The FDA granted the IDE approval to assess the safety and efficacy of Virtue SAB in ISR patient's treatment based on positive three-year follow-up results from the pilot SABRE study
FDA grants IDE approval for the Virtue ISR-US study of Virtue SAB. (Credit: Robina Weermeijer on Unsplash)
Biomedical company Orchestra BioMed has secured investigational device exemption (IDE) approval from the US Food and Drug Administration (FDA) for the Virtue ISR-US study of Virtue Sirolimus AngioInfusion Balloon (SAB).
Virtue SAB is a patented drug/device combination product candidate in the development phase to treat certain artery diseases.
The US-based Orchestra BioMed intends to evaluate the safety and efficacy of Virtue SAB in the treatment of patients with coronary in-stent restenosis (ISR).
The IDE approval was based on positive three-year follow-up results from the pilot SABRE study.
SABRE is a European multi-centre, prospective, independent core lab-adjudicated clinical trial in coronary ISR patients.

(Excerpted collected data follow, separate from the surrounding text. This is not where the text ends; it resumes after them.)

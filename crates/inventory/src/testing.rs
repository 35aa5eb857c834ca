//! Builders for lots and stock records in arbitrary states.
//!
//! Available to this crate's tests and, behind the `testing` feature, to
//! downstream test suites.

use std::collections::BTreeMap;

use chrono::{DateTime, Duration, Utc};

use lotledger_core::{LotId, MaterialId, Quantity, ReservationId};

use crate::lot::{Lot, LotStatus, QcStatus};
use crate::stock::{StockKey, StockRecord};

#[derive(Debug, Clone)]
pub struct LotBuilder {
    id: LotId,
    material_id: MaterialId,
    lot_number: Option<String>,
    received_at: DateTime<Utc>,
    expiry_date: DateTime<Utc>,
    qc_status: QcStatus,
    status: LotStatus,
}

impl Default for LotBuilder {
    fn default() -> Self {
        Self::new()
    }
}

impl LotBuilder {
    pub fn new() -> Self {
        let now = Utc::now();
        Self {
            id: LotId::new(),
            material_id: MaterialId::new(),
            lot_number: None,
            received_at: now - Duration::days(1),
            expiry_date: now + Duration::days(365),
            qc_status: QcStatus::Pending,
            status: LotStatus::Available,
        }
    }

    pub fn id(mut self, id: LotId) -> Self {
        self.id = id;
        self
    }

    pub fn material(mut self, material_id: MaterialId) -> Self {
        self.material_id = material_id;
        self
    }

    pub fn number(mut self, lot_number: impl Into<String>) -> Self {
        self.lot_number = Some(lot_number.into());
        self
    }

    pub fn received(mut self, at: DateTime<Utc>) -> Self {
        self.received_at = at;
        self
    }

    pub fn expiry(mut self, at: DateTime<Utc>) -> Self {
        self.expiry_date = at;
        self
    }

    /// Expiry `days` whole days after `now`; negative means already past.
    pub fn expires_in(self, now: DateTime<Utc>, days: i64) -> Self {
        self.expiry(now + Duration::days(days))
    }

    pub fn qc(mut self, qc_status: QcStatus) -> Self {
        self.qc_status = qc_status;
        self
    }

    pub fn passed(self) -> Self {
        self.qc(QcStatus::Passed)
    }

    /// Failed QC, which also blocks the lot.
    pub fn failed(self) -> Self {
        self.qc(QcStatus::Failed).status(LotStatus::Blocked)
    }

    pub fn status(mut self, status: LotStatus) -> Self {
        self.status = status;
        self
    }

    pub fn build(self) -> Lot {
        let lot_number = self
            .lot_number
            .unwrap_or_else(|| format!("LOT-TEST-{}", &self.id.to_string()[..8]));
        Lot {
            id: self.id,
            lot_number,
            material_id: self.material_id,
            supplier_lot_number: None,
            received_at: self.received_at,
            expiry_date: self.expiry_date,
            qc_status: self.qc_status,
            status: self.status,
            updated_at: self.received_at,
            version: 0,
        }
    }
}

#[derive(Debug, Clone)]
pub struct StockRecordBuilder {
    key: StockKey,
    quantity: Quantity,
    holds: BTreeMap<ReservationId, Quantity>,
    version: u64,
}

impl StockRecordBuilder {
    pub fn new(key: StockKey) -> Self {
        Self {
            key,
            quantity: 0,
            holds: BTreeMap::new(),
            version: 0,
        }
    }

    pub fn quantity(mut self, quantity: Quantity) -> Self {
        self.quantity = quantity;
        self
    }

    /// Adds a hold. The caller keeps holds within the on-hand quantity.
    pub fn hold(mut self, reservation_id: ReservationId, quantity: Quantity) -> Self {
        self.holds.insert(reservation_id, quantity);
        self
    }

    pub fn version(mut self, version: u64) -> Self {
        self.version = version;
        self
    }

    pub fn build(self) -> StockRecord {
        StockRecord {
            key: self.key,
            quantity: self.quantity,
            holds: self.holds,
            updated_at: None,
            version: self.version,
        }
    }
}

The Virtue ISR-US study will compare Virtue SAB to Plain Old Balloon Angioplasty (POBA) in the treatment of single-layer coronary ISR.

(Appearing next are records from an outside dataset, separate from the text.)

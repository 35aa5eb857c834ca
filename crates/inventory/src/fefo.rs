//! First-Expire-First-Out allocation planning.
//!
//! Planning is pure: it reads lot and stock snapshots and produces an
//! advisory plan. Committing the plan (reserve/consume) is the ledger's job
//! and must re-check availability at commit time.

use std::collections::HashMap;

use chrono::{DateTime, Utc};
use serde::{Deserialize, Serialize};

use lotledger_core::{
    LedgerError, LedgerResult, LocationId, LotId, MaterialId, Quantity, checked_sum,
    ensure_positive,
};

use crate::lot::Lot;
use crate::stock::{StockKey, StockRecord};

#[derive(Debug, Clone, Copy, PartialEq, Eq, Serialize, Deserialize)]
pub struct FefoRequest {
    pub material_id: MaterialId,
    pub quantity: Quantity,
    /// Only draw from this location.
    pub location_id: Option<LocationId>,
    /// Only draw from this lot.
    pub lot_id: Option<LotId>,
}

impl FefoRequest {
    pub fn new(material_id: MaterialId, quantity: Quantity) -> Self {
        Self {
            material_id,
            quantity,
            location_id: None,
            lot_id: None,
        }
    }

    pub fn at_location(mut self, location_id: LocationId) -> Self {
        self.location_id = Some(location_id);
        self
    }

    pub fn from_lot(mut self, lot_id: LotId) -> Self {
        self.lot_id = Some(lot_id);
        self
    }

    fn admits(&self, key: &StockKey) -> bool {
        key.material_id == self.material_id
            && self.location_id.is_none_or(|l| l == key.location_id)
            && self.lot_id.is_none_or(|l| key.lot_id == Some(l))
    }
}

#[derive(Debug, Clone, PartialEq, Eq, Serialize, Deserialize)]
pub struct AllocationLine {
    pub key: StockKey,
    pub lot_id: LotId,
    pub lot_number: String,
    pub expiry_date: DateTime<Utc>,
    pub quantity: Quantity,
}

impl AllocationLine {
    pub fn location_id(&self) -> LocationId {
        self.key.location_id
    }
}

/// Ordered allocation plan whose lines sum to exactly the requested quantity.
#[derive(Debug, Clone, PartialEq, Eq, Serialize, Deserialize)]
pub struct AllocationPlan {
    pub material_id: MaterialId,
    pub requested: Quantity,
    pub lines: Vec<AllocationLine>,
}

impl AllocationPlan {
    pub fn total(&self) -> Quantity {
        self.lines.iter().map(|l| l.quantity).sum()
    }
}

struct Candidate<'a> {
    record: &'a StockRecord,
    lot: &'a Lot,
}

/// Eligible candidates in FEFO order, with their available quantity.
///
/// Eligible means: lotted stock matching the request, lot issuable at `now`
/// (available, QC passed, not expired), and positive available quantity.
/// Unlotted stock carries no expiry and is never FEFO-allocated.
fn eligible<'a>(
    request: &FefoRequest,
    records: &'a [StockRecord],
    lots: &'a HashMap<LotId, Lot>,
    now: DateTime<Utc>,
) -> Vec<Candidate<'a>> {
    let mut candidates: Vec<Candidate<'a>> = records
        .iter()
        .filter(|r| request.admits(&r.key()) && r.available() > 0)
        .filter_map(|record| {
            let lot = lots.get(&record.lot_id()?)?;
            lot.can_be_issued(now).then_some(Candidate { record, lot })
        })
        .collect();

    // Expiry, then received date, then lot id, then location for determinism.
    candidates.sort_by(|a, b| {
        a.lot
            .expiry_date()
            .cmp(&b.lot.expiry_date())
            .then_with(|| a.lot.received_at().cmp(&b.lot.received_at()))
            .then_with(|| a.lot.id_typed().cmp(&b.lot.id_typed()))
            .then_with(|| a.record.location_id().cmp(&b.record.location_id()))
    });
    candidates
}

/// Total quantity FEFO could allocate for `request` right now.
pub fn eligible_quantity(
    request: &FefoRequest,
    records: &[StockRecord],
    lots: &HashMap<LotId, Lot>,
    now: DateTime<Utc>,
) -> LedgerResult<Quantity> {
    checked_sum(
        eligible(request, records, lots, now)
            .iter()
            .map(|c| c.record.available()),
        "eligible quantity",
    )
}

/// Plan a FEFO allocation. All-or-nothing: either the plan covers the full
/// request or `InsufficientStock` reports the shortfall.
pub fn plan_fefo(
    request: &FefoRequest,
    records: &[StockRecord],
    lots: &HashMap<LotId, Lot>,
    now: DateTime<Utc>,
) -> LedgerResult<AllocationPlan> {
    ensure_positive(request.quantity, "requested quantity")?;

    // Taken quantities never exceed the request, so the running total
    // cannot overflow however much stock is on hand.
    let mut remaining = request.quantity;
    let mut lines = Vec::new();
    for candidate in eligible(request, records, lots, now) {
        if remaining == 0 {
            break;
        }
        let take = remaining.min(candidate.record.available());
        lines.push(AllocationLine {
            key: candidate.record.key(),
            lot_id: candidate.lot.id_typed(),
            lot_number: candidate.lot.lot_number().to_string(),
            expiry_date: candidate.lot.expiry_date(),
            quantity: take,
        });
        remaining -= take;
    }
    if remaining > 0 {
        return Err(LedgerError::insufficient(
            request.quantity,
            request.quantity - remaining,
        ));
    }

    Ok(AllocationPlan {
        material_id: request.material_id,
        requested: request.quantity,
        lines,
    })
}

#[cfg(test)]
mod tests {
    use chrono::Duration;
    use proptest::prelude::*;

    use super::*;
    use crate::lot::LotStatus;
    use crate::testing::{LotBuilder, StockRecordBuilder};

    struct Fixture {
        now: DateTime<Utc>,
        material: MaterialId,
        location: LocationId,
        records: Vec<StockRecord>,
        lots: HashMap<LotId, Lot>,
    }

    impl Fixture {
        fn new() -> Self {
            Self {
                now: Utc::now(),
                material: MaterialId::new(),
                location: LocationId::new(),
                records: Vec::new(),
                lots: HashMap::new(),
            }
        }

        fn lot(&mut self, builder: LotBuilder, quantity: Quantity) -> LotId {
            self.lot_at(builder, quantity, self.location)
        }

        fn lot_at(&mut self, builder: LotBuilder, quantity: Quantity, location: LocationId) -> LotId {
            let lot = builder.material(self.material).build();
            let id = lot.id_typed();
            self.records.push(
                StockRecordBuilder::new(StockKey::new(self.material, location, Some(id)))
                    .quantity(quantity)
                    .build(),
            );
            self.lots.insert(id, lot);
            id
        }

        fn issuable(&self, days: i64) -> LotBuilder {
            LotBuilder::new().passed().expires_in(self.now, days)
        }

        fn plan(&self, quantity: Quantity) -> LedgerResult<AllocationPlan> {
            plan_fefo(
                &FefoRequest::new(self.material, quantity),
                &self.records,
                &self.lots,
                self.now,
            )
        }
    }

    fn summary(plan: &AllocationPlan) -> Vec<(LotId, Quantity)> {
        plan.lines.iter().map(|l| (l.lot_id, l.quantity)).collect()
    }

    #[test]
    fn earliest_expiry_is_drawn_first() {
        let mut f = Fixture::new();
        let day10 = f.lot(f.issuable(10), 30);
        let _day20 = f.lot(f.issuable(20), 50);
        let day5 = f.lot(f.issuable(5), 20);

        let plan = f.plan(40).unwrap();
        assert_eq!(summary(&plan), vec![(day5, 20), (day10, 20)]);
        assert_eq!(plan.total(), 40);
    }

    #[test]
    fn smaller_request_leaves_later_lot_untouched() {
        let mut f = Fixture::new();
        let l1 = f.lot(f.issuable(5), 10);
        let l2 = f.lot(f.issuable(50), 90);

        assert_eq!(summary(&f.plan(15).unwrap()), vec![(l1, 10), (l2, 5)]);
        assert_eq!(summary(&f.plan(5).unwrap()), vec![(l1, 5)]);
    }

    #[test]
    fn zero_request_is_invalid() {
        let mut f = Fixture::new();
        f.lot(f.issuable(5), 10);
        assert!(matches!(f.plan(0), Err(LedgerError::InvalidQuantity(_))));
    }

    #[test]
    fn shortfall_is_reported_without_partial_plan() {
        let mut f = Fixture::new();
        f.lot(f.issuable(5), 10);
        f.lot(f.issuable(9), 15);

        let err = f.plan(40).unwrap_err();
        assert_eq!(err, LedgerError::insufficient(40, 25));
        assert_eq!(err.shortfall(), Some(15));
    }

    #[test]
    fn ineligible_lots_are_invisible() {
        let mut f = Fixture::new();
        let now = f.now;
        f.lot(LotBuilder::new().passed().expires_in(now, 5).status(LotStatus::Expired), 100);
        f.lot(LotBuilder::new().passed().expires_in(now, -2), 100);
        f.lot(LotBuilder::new().expires_in(now, 5), 100);
        f.lot(LotBuilder::new().failed().expires_in(now, 5), 100);
        f.lot(LotBuilder::new().passed().expires_in(now, 5).status(LotStatus::Blocked), 100);

        let err = f.plan(1).unwrap_err();
        assert_eq!(err, LedgerError::insufficient(1, 0));
    }

    #[test]
    fn unlotted_stock_is_not_allocated() {
        let mut f = Fixture::new();
        f.records.push(
            StockRecordBuilder::new(StockKey::new(f.material, f.location, None))
                .quantity(500)
                .build(),
        );
        assert!(f.plan(1).is_err());
    }

    #[test]
    fn reserved_stock_is_excluded() {
        let mut f = Fixture::new();
        let early = f.issuable(3).material(f.material).build();
        let early_id = early.id_typed();
        f.records.push(
            StockRecordBuilder::new(StockKey::new(f.material, f.location, Some(early_id)))
                .quantity(10)
                .hold(lotledger_core::ReservationId::new(), 8)
                .build(),
        );
        f.lots.insert(early_id, early);
        let late = f.lot(f.issuable(30), 10);

        assert_eq!(summary(&f.plan(5).unwrap()), vec![(early_id, 2), (late, 3)]);
    }

    #[test]
    fn ties_break_on_received_date_then_lot_id() {
        let mut f = Fixture::new();
        let expiry = f.now + Duration::days(10);
        let newer = f.lot(
            LotBuilder::new().passed().expiry(expiry).received(f.now - Duration::days(1)),
            10,
        );
        let older = f.lot(
            LotBuilder::new().passed().expiry(expiry).received(f.now - Duration::days(5)),
            10,
        );

        assert_eq!(summary(&f.plan(15).unwrap()), vec![(older, 10), (newer, 5)]);
    }

    #[test]
    fn location_and_lot_filters_narrow_candidates() {
        let mut f = Fixture::new();
        let other_location = LocationId::new();
        let here = f.lot(f.issuable(20), 10);
        let there = f.lot_at(f.issuable(5), 10, other_location);

        let plan = plan_fefo(
            &FefoRequest::new(f.material, 5).at_location(f.location),
            &f.records,
            &f.lots,
            f.now,
        )
        .unwrap();
        assert_eq!(summary(&plan), vec![(here, 5)]);

        let plan = plan_fefo(
            &FefoRequest::new(f.material, 5).from_lot(here),
            &f.records,
            &f.lots,
            f.now,
        )
        .unwrap();
        assert_eq!(summary(&plan), vec![(here, 5)]);

        let eligible = eligible_quantity(&FefoRequest::new(f.material, 1), &f.records, &f.lots, f.now).unwrap();
        assert_eq!(eligible, 20);
        assert_ne!(here, there);
    }

    #[test]
    fn huge_balances_plan_without_overflow() {
        let mut f = Fixture::new();
        let half = Quantity::MAX / 2 + 1;
        let first = f.lot(f.issuable(5), half);
        f.lot_at(f.issuable(9), half, LocationId::new());

        let plan = f.plan(10).unwrap();
        assert_eq!(summary(&plan), vec![(first, 10)]);

        let total = eligible_quantity(&FefoRequest::new(f.material, 10), &f.records, &f.lots, f.now);
        assert!(matches!(total, Err(LedgerError::InvalidQuantity(_))));
    }

    proptest! {
        #![proptest_config(ProptestConfig {
            cases: 128,
            ..ProptestConfig::default()
        })]

        /// Property: any successful plan sums to the request, never exceeds a
        /// record's availability, and is non-decreasing by expiry.
        #[test]
        fn plans_are_exact_and_ordered_by_expiry(
            lots in prop::collection::vec((1i64..365, 1i64..100, any::<bool>()), 1..12),
            requested in 1i64..600,
        ) {
            let mut f = Fixture::new();
            for (days, quantity, issuable) in lots {
                let builder = if issuable { f.issuable(days) } else { LotBuilder::new().expires_in(f.now, days) };
                f.lot(builder, quantity);
            }

            let eligible = eligible_quantity(&FefoRequest::new(f.material, requested), &f.records, &f.lots, f.now).unwrap();
            match f.plan(requested) {
                Ok(plan) => {
                    prop_assert_eq!(plan.total(), requested);
                    for pair in plan.lines.windows(2) {
                        prop_assert!(pair[0].expiry_date <= pair[1].expiry_date);
                    }
                    for line in &plan.lines {
                        let record = f.records.iter().find(|r| r.key() == line.key).unwrap();
                        prop_assert!(line.quantity > 0 && line.quantity <= record.available());
                        prop_assert!(f.lots[&line.lot_id].can_be_issued(f.now));
                    }
                }
                Err(err) => {
                    prop_assert!(eligible < requested);
                    prop_assert_eq!(err.shortfall(), Some(requested - eligible));
                }
            }
        }
    }
}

It is a randomised, prospective, double-blind, multi-centre, controlled trial that will randomly assign about 300 people in a ratio of 2:1 to Virtue SAB or POBA.
The primary efficacy and safety endpoint of the study is target lesion failure (TLF) at 12 months.
Additionally, the biomedical company intends to enrol about 100 people with double-layer coronary ISR for treatment with Virtue SAB in a non-randomised arm.
Orchestra BioMed president, COO and founder Darren Sherman said: “We believe that Virtue SAB has the potential to address a significant unmet clinical need and improve outcomes for a patient population with suboptimal treatment options.
“In a field currently dominated by paclitaxel-coated balloons, Virtue SAB is the only device that provides protected delivery of extended release sirolimus, the class of drugs used on all currently marketed coronary drug-eluting stents, to the treated artery during angioplasty without the need for a coating or a permanent implant.
“This IDE approval and forthcoming pivotal study reflect our commitment to accelerating innovation through our differentiated, partnership-enabled business model.”
The firm will commence enrolment following the completion of regular clinical trial initiation operations. The conditional approval also requires Orchestra BioMed to provide the FDA with more information.
Virtue SAB is designed to deliver SirolimusEFR to the artery during balloon angioplasty without using a balloon coating or a permanent implant.
SirolimusEFR is said to be a proprietary, investigational, extended release formulation of sirolimus.
Orchestra BioMed also has a partnership with Japan-based Terumo on the global development and commercialisation of Virtue SAB in coronary and peripheral vascular indications.